# Obtain Country Data from Kaggle

The datasets in this notebook come from:
1. https://www.kaggle.com/datasets/nelgiriyewithana/countries-of-the-world-2023
2. Manually curated data from I-LEAD workshops since 2016 (`locations.csv`).

In [1]:
import kagglehub
import os
import shutil

# Download latest version of the kaggle data set
kaggle_path = "nelgiriyewithana/countries-of-the-world-2023"

# Get the default home director for the underlying file system
home_dir = os.path.expanduser("~")

# Delete previous kaggle data set folder if it exists
shutil.rmtree(home_dir+"/.cache/kagglehub/datasets/"+kaggle_path)

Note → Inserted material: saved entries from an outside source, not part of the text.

// SPDX-License-Identifier: MIT OR Apache-2.0
// Copyright (c) 2025 flowspec contributors

//! Operator references and definitions
//!
//! An operator is the unit of work a step invokes. Registered operators are
//! published under identifier, provider and version; local operators are
//! identified by a guid derived from their declared inputs and outputs.

use serde::{Deserialize, Serialize};
use serde_json::Value;
use std::collections::{BTreeMap, HashSet};
use std::fmt;

use crate::errors::{FlowspecError, FlowspecResult};
use crate::pipeline::manifest::IoSpec;
use crate::pipeline::types::{ArtifactType, ParameterType, ParameterValidator};
use crate::pipeline::variable::{IoDirection, Owner, Variable, VariableKind};

/// Default version for registered operators and pipelines
pub const DEFAULT_VERSION: &str = "v1";

/// Identity of the work a step runs
#[derive(Debug, Clone, PartialEq, Eq, Hash)]
pub enum OperatorRef {
    Registered {
        identifier: String,
        provider: String,
        version: String,
    },
    Unregistered {
        guid: String,
    },
}

impl OperatorRef {
    pub fn registered(
        identifier: impl Into<String>,
        provider: impl Into<String>,
        version: impl Into<String>,
    ) -> Self {
        Self::Registered {
            identifier: identifier.into(),
            provider: provider.into(),
            version: version.into(),
        }
    }

    pub fn is_registered(&self) -> bool {
        matches!(self, Self::Registered { .. })
    }

    /// Lookup key used by catalogs and registries
    pub fn key(&self) -> String {
        match self {
            Self::Registered {
                identifier,
                provider,
                version,
            } => format!("{}/{}@{}", provider, identifier, version),
            Self::Unregistered { guid } => format!("guid:{}", guid),
        }
    }
}

impl fmt::Display for OperatorRef {
    fn fmt(&self, f: &mut fmt::Formatter<'_>) -> fmt::Result {
        write!(f, "{}", self.key())
    }
}

/// Declaration of one operator input or output
#[derive(Debug, Clone, PartialEq)]
pub struct VariableDecl {
    pub name: String,
    pub kind: VariableKind,
    pub description: Option<String>,
    pub required: bool,
    pub default: Option<Value>,
    pub validator: Option<ParameterValidator>,
}

impl VariableDecl {
    /// Typed parameter
    pub fn parameter(name: impl Into<String>, typ: ParameterType) -> Self {
        Self::with_kind(name, VariableKind::Parameter { typ: Some(typ) })
    }

    /// Parameter accepting any non-null literal
    pub fn any_parameter(name: impl Into<String>) -> Self {
        Self::with_kind(name, VariableKind::Parameter { typ: None })
    }

    pub fn artifact(name: impl Into<String>, typ: ArtifactType) -> Self {
        Self::with_kind(
            name,
            VariableKind::Artifact {
                typ: Some(typ),
                repeated: false,
            },
        )
    }

    pub(crate) fn with_kind(name: impl Into<String>, kind: VariableKind) -> Self {
        Self {
            name: name.into(),
            kind,
            description: None,
            required: false,
            default: None,
            validator: None,
        }
    }

    pub fn description(mut self, description: impl Into<String>) -> Self {
        self.description = Some(description.into());
        self
    }

    pub fn required(mut self) -> Self {
        self.required = true;
        self
    }

    pub fn default_value(mut self, value: impl Into<Value>) -> Self {
        self.default = Some(value.into());
        self
    }

    pub fn validator(mut self, validator: ParameterValidator) -> Self {
        self.validator = Some(validator);
        self
    }

    /// Mark an artifact as repeated; no effect on parameters
    pub fn repeated(mut self) -> Self {
        if let VariableKind::Artifact { repeated, .. } = &mut self.kind {
            *repeated = true;
        }
        self
    }

    /// Create the variable this declaration describes
    pub fn instantiate(&self, owner: Owner, direction: IoDirection) -> FlowspecResult<Variable> {
        let mut variable = Variable::new(&self.name, direction, owner, self.kind.clone())
            .with_description(self.description.clone())
            .with_required(self.required && direction == IoDirection::Inputs)
            .with_validator(self.validator.clone());

        if let Some(default) = &self.default {
            if direction == IoDirection::Outputs {
                return Err(FlowspecError::invalid_value(
                    variable.fullname(),
                    "outputs take no default value",
                ));
            }
            variable.assign(default.clone().into())?;
        }

        Ok(variable)
    }
}

/// Instantiate a list of declarations, rejecting duplicate names
pub(crate) fn instantiate_all(
    decls: &[VariableDecl],
    owner: &Owner,
    direction: IoDirection,
) -> FlowspecResult<Vec<Variable>> {
    let mut seen = HashSet::new();
    decls
        .iter()
        .map(|decl| {
            if !seen.insert(decl.name.as_str()) {
                return Err(FlowspecError::NameConflict {
                    scope: format!("{} {}", owner, direction.as_str()),
                    name: decl.name.clone(),
                });
            }
            decl.instantiate(owner.clone(), direction)
        })
        .collect()
}

#[derive(Debug, Clone, PartialEq)]
enum OperatorSource {
    Registered {
        identifier: String,
        provider: String,
        version: String,
    },
    Local,
}

/// An operator's identity plus its declared inputs and outputs
#[derive(Debug, Clone, PartialEq)]
pub struct OperatorDefinition {
    source: OperatorSource,
    name: String,
    inputs: Vec<VariableDecl>,
    outputs: Vec<VariableDecl>,
}

impl OperatorDefinition {
    pub fn registered(
        identifier: impl Into<String>,
        provider: impl Into<String>,
        version: impl Into<String>,
    ) -> Self {
        let identifier = identifier.into();
        Self {
            name: identifier.clone(),
            source: OperatorSource::Registered {
                identifier,
                provider: provider.into(),
                version: version.into(),
            },
            inputs: Vec::new(),
            outputs: Vec::new(),
        }
    }

    /// Operator defined in-process, identified by content
    pub fn local(name: impl Into<String>) -> Self {
        Self {
            source: OperatorSource::Local,
            name: name.into(),
            inputs: Vec::new(),
            outputs: Vec::new(),
        }
    }

    pub fn input(mut self, decl: VariableDecl) -> Self {
        self.inputs.push(decl);
        self
    }

    pub fn output(mut self, decl: VariableDecl) -> Self {
        self.outputs.push(decl);
        self
    }

    pub fn with_name(mut self, name: impl Into<String>) -> Self {
        self.name = name.into();
        self
    }

    pub fn name(&self) -> &str {
        &self.name
    }

    pub fn inputs(&self) -> &[VariableDecl] {
        &self.inputs
    }

    pub fn outputs(&self) -> &[VariableDecl] {
        &self.outputs
    }

    pub fn is_registered(&self) -> bool {
        matches!(self.source, OperatorSource::Registered { .. })
    }

    /// Reference stored on steps; local operators hash their declarations
    pub fn reference(&self) -> OperatorRef {
        match &self.source {
            OperatorSource::Registered {
                identifier,
                provider,
                version,
            } => OperatorRef::registered(identifier, provider, version),
            OperatorSource::Local => OperatorRef::Unregistered { guid: self.guid() },
        }
    }

    fn guid(&self) -> String {
        let mut hasher = blake3::Hasher::new();
        hasher.update(self.name.as_bytes());
        for spec in [IoSpec::from_decls(&self.inputs), IoSpec::from_decls(&self.outputs)] {
            // IoSpec holds only strings, numbers and maps
            if let Ok(json) = serde_json::to_vec(&spec) {
                hasher.update(&json);
            }
        }
        let hex = hasher.finalize().to_hex();
        hex.as_str()[..32].to_string()
    }

    /// Serializable form kept by operator registries
    pub fn to_manifest(&self) -> OperatorManifest {
        let reference = self.reference();
        let (identifier, provider, version, guid) = match reference {
            OperatorRef::Registered {
                identifier,
                provider,
                version,
            } => (Some(identifier), Some(provider), Some(version), None),
            OperatorRef::Unregistered { guid } => (None, None, None, Some(guid)),
        };

        OperatorManifest {
            metadata: OperatorMetadata {
                name: self.name.clone(),
                identifier,
                provider,
                version,
                guid,
            },
            spec: OperatorSpec {
                inputs: IoSpec::from_decls(&self.inputs),
                outputs: IoSpec::from_decls(&self.outputs),
            },
        }
    }

    pub fn from_manifest(manifest: OperatorManifest) -> FlowspecResult<Self> {
        let metadata = manifest.metadata;
        let source = match (metadata.identifier, metadata.provider, metadata.version) {
            (Some(identifier), Some(provider), Some(version)) => OperatorSource::Registered {
                identifier,
                provider,
                version,
            },
            (None, None, None) => OperatorSource::Local,
            _ => {
                return Err(FlowspecError::schema(format!(
                    "operator '{}' must carry identifier, provider and version together",
                    metadata.name
                )))
            }
        };

        let definition = Self {
            source,
            name: metadata.name,
            inputs: manifest.spec.inputs.to_decls(),
            outputs: manifest.spec.outputs.to_decls(),
        };

        if let (Some(expected), OperatorRef::Unregistered { guid }) =
            (metadata.guid, definition.reference())
        {
            if expected != guid {
                return Err(FlowspecError::schema(format!(
                    "operator '{}' guid {} does not match its declarations",
                    definition.name, expected
                )));
            }
        }

        Ok(definition)
    }
}

/// Wire form of an operator definition
#[derive(Debug, Clone, PartialEq, Serialize, Deserialize)]
pub struct OperatorManifest {
    pub metadata: OperatorMetadata,
    pub spec: OperatorSpec,
}

#[derive(Debug, Clone, PartialEq, Serialize, Deserialize)]
pub struct OperatorMetadata {
    pub name: String,
    #[serde(default, skip_serializing_if = "Option::is_none")]
    pub identifier: Option<String>,
    #[serde(default, skip_serializing_if = "Option::is_none")]
    pub provider: Option<String>,
    #[serde(default, skip_serializing_if = "Option::is_none")]
    pub version: Option<String>,
    #[serde(default, skip_serializing_if = "Option::is_none")]
    pub guid: Option<String>,
}

#[derive(Debug, Clone, PartialEq, Default, Serialize, Deserialize)]
pub struct OperatorSpec {
    #[serde(default)]
    pub inputs: IoSpec,
    #[serde(default)]
    pub outputs: IoSpec,
}

/// Operator definitions known to a manifest loader, keyed by reference
#[derive(Debug, Clone, Default)]
pub struct OperatorCatalog {
    operators: BTreeMap<String, OperatorDefinition>,
}

impl OperatorCatalog {
    pub fn new() -> Self {
        Self::default()
    }

    pub fn insert(&mut self, definition: OperatorDefinition) {
        self.operators
            .insert(definition.reference().key(), definition);
    }

    pub fn with(mut self, definition: OperatorDefinition) -> Self {
        self.insert(definition);
        self
    }

    pub fn get(&self, reference: &OperatorRef) -> Option<&OperatorDefinition> {
        self.operators.get(&reference.key())
    }

    pub fn len(&self) -> usize {
        self.operators.len()
    }

    pub fn is_empty(&self) -> bool {
        self.operators.is_empty()
    }
}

# Download the kaggle data set and store the path where it was downloaded
path = kagglehub.dataset_download(kaggle_path)

path

Downloading from https://www.kaggle.com/api/v1/datasets/download/nelgiriyewithana/countries-of-the-world-2023?dataset_version_number=1...

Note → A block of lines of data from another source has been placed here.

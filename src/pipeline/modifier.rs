// SPDX-License-Identifier: MIT OR Apache-2.0
// Copyright (c) 2025 flowspec contributors

//! Execution modifiers
//!
//! A step runs once, runs only when a condition holds, or runs once per loop
//! item. Conditions and loop sources that reference another step's outputs
//! make the step depend on that producer.

use regex::Regex;
use serde_json::Value;
use std::fmt;
use std::ops::Range;
use std::sync::OnceLock;

use crate::errors::{FlowspecError, FlowspecResult};
use crate::pipeline::variable::{
    IoDirection, Origin, Owner, VariableCategory, VariableHandle, VariableRef,
};

/// Loop parallelism when none is given
pub const DEFAULT_PARALLELISM: usize = 5;

/// Comparison operator in a condition expression
#[derive(Debug, Clone, Copy, PartialEq, Eq)]
pub enum CompareOp {
    Eq,
    Ne,
    Lt,
    Gt,
    Ge,
    Le,
}

impl CompareOp {
    pub fn as_str(&self) -> &'static str {
        match self {
            Self::Eq => "==",
            Self::Ne => "!=",
            Self::Lt => "<",
            Self::Gt => ">",
            Self::Ge => ">=",
            Self::Le => "<=",
        }
    }

    fn parse(text: &str) -> Option<Self> {
        match text {
            "==" => Some(Self::Eq),
            "!=" => Some(Self::Ne),
            "<" => Some(Self::Lt),
            ">" => Some(Self::Gt),
            ">=" => Some(Self::Ge),
            "<=" => Some(Self::Le),
            _ => None,
        }
    }
}

/// One side of a comparison
#[derive(Debug, Clone, PartialEq)]
pub enum Operand {
    Variable {
        reference: VariableRef,
        origin: Origin,
    },
    Literal(Value),
}

impl Operand {
    fn render(&self) -> String {
        match self {
            Self::Variable { reference, .. } => reference.enclosed(),
            Self::Literal(Value::String(s)) => s.clone(),
            Self::Literal(other) => other.to_string(),
        }
    }

    fn parse(text: &str) -> Self {
        if let Some(reference) = VariableRef::parse(text) {
            return Self::Variable {
                reference,
                origin: Origin::default(),
            };
        }
        match serde_json::from_str::<Value>(text) {
            Ok(value) if !value.is_string() => Self::Literal(value),
            _ => Self::Literal(Value::String(text.to_string())),
        }
    }

    fn producer(&self) -> Option<(&str, Origin)> {
        match self {
            Self::Variable { reference, origin } => reference.step_name().map(|s| (s, *origin)),
            Self::Literal(_) => None,
        }
    }
}

impl From<&VariableHandle> for Operand {
    fn from(handle: &VariableHandle) -> Self {
        Self::Variable {
            reference: handle.reference().clone(),
            origin: handle.origin(),
        }
    }
}

impl From<VariableHandle> for Operand {
    fn from(handle: VariableHandle) -> Self {
        Self::from(&handle)
    }
}

impl From<Value> for Operand {
    fn from(value: Value) -> Self {
        Self::Literal(value)
    }
}

impl From<&str> for Operand {
    fn from(value: &str) -> Self {
        Self::Literal(Value::String(value.to_string()))
    }
}

impl From<String> for Operand {
    fn from(value: String) -> Self {
        Self::Literal(Value::String(value))
    }
}

impl From<i64> for Operand {
    fn from(value: i64) -> Self {
        Self::Literal(Value::from(value))
    }
}

impl From<f64> for Operand {
    fn from(value: f64) -> Self {
        Self::Literal(Value::from(value))
    }
}

impl From<bool> for Operand {
    fn from(value: bool) -> Self {
        Self::Literal(Value::Bool(value))
    }
}

/// `left <op> right`
#[derive(Debug, Clone, PartialEq)]
pub struct ConditionExpr {
    pub left: Operand,
    pub op: CompareOp,
    pub right: Operand,
}

impl ConditionExpr {
    pub fn new(left: impl Into<Operand>, op: CompareOp, right: impl Into<Operand>) -> Self {
        Self {
            left: left.into(),
            op,
            right: right.into(),
        }
    }

    /// Rendering used in a step's `when` field
    pub fn to_expr(&self) -> String {
        format!("{} {} {}", self.left.render(), self.op.as_str(), self.right.render())
    }

    /// Steps whose outputs the expression reads
    pub fn depends_steps(&self) -> Vec<(&str, Origin)> {
        let mut steps = Vec::new();
        for operand in [&self.left, &self.right] {
            if let Some(producer) = operand.producer() {
                if !steps.iter().any(|(name, _)| *name == producer.0) {
                    steps.push(producer);
                }
            }
        }
        steps
    }

    /// Variable references on either side, with where each handle came from
    pub fn references(&self) -> Vec<(&VariableRef, Origin)> {
        [&self.left, &self.right]
            .into_iter()
            .filter_map(|operand| match operand {
                Operand::Variable { reference, origin } => Some((reference, *origin)),
                Operand::Literal(_) => None,
            })
            .collect()
    }
}

#[allow(clippy::should_implement_trait)]
impl VariableHandle {
    pub fn eq(&self, rhs: impl Into<Operand>) -> ConditionExpr {
        ConditionExpr::new(self, CompareOp::Eq, rhs)
    }

    pub fn ne(&self, rhs: impl Into<Operand>) -> ConditionExpr {
        ConditionExpr::new(self, CompareOp::Ne, rhs)
    }

    pub fn lt(&self, rhs: impl Into<Operand>) -> ConditionExpr {
        ConditionExpr::new(self, CompareOp::Lt, rhs)
    }

    pub fn gt(&self, rhs: impl Into<Operand>) -> ConditionExpr {
        ConditionExpr::new(self, CompareOp::Gt, rhs)
    }

    pub fn ge(&self, rhs: impl Into<Operand>) -> ConditionExpr {
        ConditionExpr::new(self, CompareOp::Ge, rhs)
    }

    pub fn le(&self, rhs: impl Into<Operand>) -> ConditionExpr {
        ConditionExpr::new(self, CompareOp::Le, rhs)
    }
}

fn condition_re() -> &'static Regex {
    static RE: OnceLock<Regex> = OnceLock::new();
    RE.get_or_init(|| {
        Regex::new(r"^\s*(?P<left>\{\{[^{}]+\}\})\s*(?P<op>==|!=|>=|<=|<|>)\s*(?P<right>.+?)\s*$")
            .expect("condition pattern is valid")
    })
}

/// Guard on a conditional step
#[derive(Debug, Clone, PartialEq)]
pub enum Condition {
    Expr(ConditionExpr),
    /// Passed through verbatim; derives no dependencies
    Raw(String),
}

impl Condition {
    pub fn to_expr(&self) -> String {
        match self {
            Self::Expr(expr) => expr.to_expr(),
            Self::Raw(text) => text.clone(),
        }
    }

    /// Recover a structured expression when the text renders back identically
    pub fn parse(text: &str) -> Self {
        let Some(caps) = condition_re().captures(text) else {
            return Self::Raw(text.to_string());
        };
        let (Some(op), Some(left)) = (
            CompareOp::parse(&caps["op"]),
            VariableRef::parse(&caps["left"]),
        ) else {
            return Self::Raw(text.to_string());
        };

        let expr = ConditionExpr {
            left: Operand::Variable {
                reference: left,
                origin: Origin::default(),
            },
            op,
            right: Operand::parse(&caps["right"]),
        };
        if expr.to_expr() == text {
            Self::Expr(expr)
        } else {
            Self::Raw(text.to_string())
        }
    }

    pub fn depends_steps(&self) -> Vec<(&str, Origin)> {
        match self {
            Self::Expr(expr) => expr.depends_steps(),
            Self::Raw(_) => Vec::new(),
        }
    }

    pub fn references(&self) -> Vec<(&VariableRef, Origin)> {
        match self {
            Self::Expr(expr) => expr.references(),
            Self::Raw(_) => Vec::new(),
        }
    }
}

impl fmt::Display for Condition {
    fn fmt(&self, f: &mut fmt::Formatter<'_>) -> fmt::Result {
        write!(f, "{}", self.to_expr())
    }
}

impl From<ConditionExpr> for Condition {
    fn from(expr: ConditionExpr) -> Self {
        Self::Expr(expr)
    }
}

impl From<&str> for Condition {
    fn from(text: &str) -> Self {
        Self::Raw(text.to_string())
    }
}

impl From<String> for Condition {
    fn from(text: String) -> Self {
        Self::Raw(text)
    }
}

/// What a loop step iterates over
#[derive(Debug, Clone, PartialEq)]
pub enum LoopItems {
    /// Half-open integer range
    Sequence { start: i64, end: i64 },
    /// Literal items, scalars or records
    Items(Vec<Value>),
    /// Parameter resolved at run time
    Param {
        reference: VariableRef,
        origin: Origin,
    },
}

impl LoopItems {
    /// Iterate over a parameter produced upstream or given to the pipeline
    pub fn param(handle: &VariableHandle) -> FlowspecResult<Self> {
        let reference = handle.reference();
        let readable = match reference.owner {
            Owner::Step(_) => reference.direction == IoDirection::Outputs,
            Owner::Pipeline => reference.direction == IoDirection::Inputs,
        };
        if reference.category != VariableCategory::Parameters || !readable {
            return Err(FlowspecError::invalid_assignment(
                "withParam",
                reference.fullname(),
                "loop items must come from a step output or pipeline input parameter",
            ));
        }
        Ok(Self::Param {
            reference: reference.clone(),
            origin: handle.origin(),
        })
    }

    pub fn producer(&self) -> Option<(&str, Origin)> {
        match self {
            Self::Param { reference, origin } => reference.step_name().map(|s| (s, *origin)),
            _ => None,
        }
    }
}

impl From<Range<i64>> for LoopItems {
    fn from(range: Range<i64>) -> Self {
        Self::Sequence {
            start: range.start,
            end: range.end,
        }
    }
}

impl From<Vec<Value>> for LoopItems {
    fn from(items: Vec<Value>) -> Self {
        Self::Items(items)
    }
}

/// How a step executes
#[derive(Debug, Clone, PartialEq, Default)]
pub enum ExecutionModifier {
    #[default]
    None,
    Condition(Condition),
    Loop { items: LoopItems, parallelism: usize },
}

impl ExecutionModifier {
    pub fn condition(condition: impl Into<Condition>) -> Self {
        Self::Condition(condition.into())
    }

    pub fn for_each(items: impl Into<LoopItems>, parallelism: Option<usize>) -> FlowspecResult<Self> {
        let parallelism = parallelism.unwrap_or(DEFAULT_PARALLELISM);
        if parallelism == 0 {
            return Err(FlowspecError::invalid_value(
                "parallelism",
                "loop parallelism must be at least 1",
            ));
        }
        Ok(Self::Loop {
            items: items.into(),
            parallelism,
        })
    }

    /// Steps the modifier reads from
    pub fn depends_steps(&self) -> Vec<(&str, Origin)> {
        match self {
            Self::None => Vec::new(),
            Self::Condition(condition) => condition.depends_steps(),
            Self::Loop { items, .. } => items.producer().into_iter().collect(),
        }
    }

    /// Variable references the modifier reads, with where each handle came from
    pub fn references(&self) -> Vec<(&VariableRef, Origin)> {
        match self {
            Self::None => Vec::new(),
            Self::Condition(condition) => condition.references(),
            Self::Loop {
                items: LoopItems::Param { reference, origin },
                ..
            } => vec![(reference, *origin)],
            Self::Loop { .. } => Vec::new(),
        }
    }
}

100%|█████████████████████████████████████████████████████████████████████████| 23.5k/23.5k [00:00<00:00, 15.8MB/s]

Extracting files...





'/Users/hermantolentino/.cache/kagglehub/datasets/nelgiriyewithana/countries-of-the-world-2023/versions/1'

In [2]:
# Get the current working directory from the underlying file system
current_dir = os.getcwd()

current_dir

'/Users/hermantolentino/workspace/2022-I-LEAD-Maps'

## Move downloaded kaggle data to Jupyter Notebook workspace

In [3]:
import shutil

# Construct the source and destination directories for the kaggle data set
source = path+'/world-data-2023.csv'
destination = current_dir+'/world-data-2023.csv'

# Move the file from source to destination
shutil.move(source, destination)

'/Users/hermantolentino/workspace/2022-I-LEAD-Maps/world-data-2023.csv'

## Load the two data sets into data frames

In [4]:
import pandas as pd

pd.options.display.max_columns = None
pd.options.display.max_rows = None

# Kaggle data set
kaggle_df = pd.read_csv('world-data-2023.csv', encoding='utf-8', keep_default_na=False)

# Manually curated data set from I-LEAD workshops
location_df = pd.read_csv('locations.csv', encoding='utf-8', keep_default_na=False)

In [5]:
location_df

Unnamed: 0.1,Unnamed: 0,capital_name,country_name,country_code,location_lat,location_lon,lat_offset,lon_offset,repeat,repeat_color
0,0,Atlanta,United States,US,33.74796,-84.392128,-12,10,no,black
1,1,Santo Domingo,Dominican Republic,DO,18.557599,-69.905317,-12,10,no,blue
2,2,Georgetown,Guyana,GY,6.918483,-58.145569,-12,10,no,blue
3,3,Abuja,Nigeria,NG,9.144722,7.544104,-12,10,yes,red
4,4,Yaounde,Cameroon,CM,3.987443,11.658242,-12,10,no,blue
5,5,Kampala,Uganda,UG,0.468075,32.636495,-10,20,no,blue
6,6,Nairobi,Kenya,KE,-1.202389,37.030293,5,-8,yes,red
7,7,Addis Ababa,Ethiopia,ET,9.285919,39.06347,-12,10,yes,red
8,8,Luanda,Angola,AO,-8.712473,13.289136,20,28,no,blue
9,9,Lusaka,Zambia,ZM,-15.268978,28.613055,-12,10,yes,red


### Rename some columns in the kaggle dataframe

In [6]:
kaggle_df.rename(columns={"Country": "country_name"}, inplace=True)
kaggle_df.rename(columns={"Abbreviation": "country_code"}, inplace=True)
kaggle_df.rename(columns={"Capital/Major City": "country_capital"}, inplace=True)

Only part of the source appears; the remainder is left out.